Paris Exposition Dan Flavin – Une rétrospective Du 9 juin au 8 octobre 2006

Après la Hayward Gallery à Londres, le Musée d’art moderne de la ville de Paris reprend la rétrospective Dan Flavin (1933-1996) préparée par la Dia Art Foundation pour marquer le dixième anniversaire de la mort de l’artiste. L’ampleur de la présentation est exceptionnelle, complétée par des esquisses, elle permet de prendre la mesure des recherches et des solutions proposées par l’artiste. La partie didactique qui expliquait le phénomène du néon à Londres n’est pas reprise à Paris. Dans treize salles, installations et dessins sont présentés en conservant la relation avec l’extérieur en renonçant à obscurcir les fenêtres. Certaines installations sont formées de néons blancs, d’autres de néons couverts de couleur par l’artiste ou de lumière colorée. L’atmosphère colorée varie ainsi d’une salle à l’autre, c’est tout l’espace qui est modifié par l’irridiation. L’effet obtenu évoque celui des vitraux dans une église et c’est cette atmosphère qui ressort ici, à Londres par contre on pensait davantage à une discothèque, il est fascinant de voir comment l’on peut obtenir des associations très différentes avec les mêmes pièces. Les oeuvres de Flavin sont sans titres, mais elles comportent toujours une dédicace: à son frère, à un politicien, à un collectionneur, un artiste (Constantin Brancusi, Tatlin, Matisse), on en voit même une en rouge et blanc bien sûr, qui est dédiée aux habitants des cantons suises!
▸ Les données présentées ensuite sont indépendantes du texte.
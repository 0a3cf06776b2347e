//! Bearer-token management for orchids agent accounts
//!
//! Each account holds a long-lived identity-provider cookie. Upstream calls
//! need a short-lived JWT minted from it. This crate owns that exchange and a
//! process-wide cache in front of it.
//!
//! Token flow:
//! 1. Caller asks `TokenCache::get_or_fetch()` keyed by the account's session id
//! 2. A fresh cached token (more than the safety margin left) is returned as-is
//! 3. Otherwise one `token::fetch_session_token()` runs per key; concurrent
//!    callers for the same key await that single fetch
//! 4. Success is cached for the fixed TTL; failure reaches every waiter and
//!    nothing is cached
//! 5. An upstream 401/403 calls `TokenCache::invalidate()` so the next attempt fetches fresh
//! 6. `spawn_sweep_task()` drops expired entries in the background

pub mod cache;
pub mod constants;
pub mod error;
pub mod sweep;
pub mod token;

pub use cache::{CacheSettings, CacheStats, TokenCache};
pub use constants::*;
pub use error::{Error, Result};
pub use sweep::spawn_sweep_task;
pub use token::{TokenResponse, fetch_session_token, token_url};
Flavin utilise un matériel industriel trouvé dans le commerce, il explore différentes configurations dans la disposition des néons: le sol, un angle, un tunnel, une barrière. Ses réflexions sur l’espace sont proches de celles de Donald Judd.

L’exposition sera aussi présentée à la Pinakotheke der Moderne à Munich: Dan Flavin – Eine Retrospektive du 16.11.2006  au 04.03.2007, prolongée jusqu’au 8 avril.

Patrick Schaefer 21 juin 2006


Donald Judd Bâle jusqu’au 9 janvier 2005

La rétrospective Donald Judd (1928 – 1994) présentée au Musées des beaux-art et au musée d’art contemporain de Bâle (2 octobre 2004 – 9 janvier), la première consacrée à l’artiste depuis son décès en 1994, comprend 40 travaux caractéristiques des différentes périodes d’activité du plasticien. Elle a déjà été montrée à la Tate Modern à Londres et à la Sammlung Nordrhein Westfalen à Düsseldorf. Certaines œuvres de Judd sont pratiquement inévitables dans toute collection d’art moderne comme les stacks, ces fameuses structures verticales assemblant plusieurs pièces identiques superposées. On en trouve trois dans la rétrospective de Bâle et elles acquièrent un nouvel impact dans ce contexte, confrontées à d’autres pièces.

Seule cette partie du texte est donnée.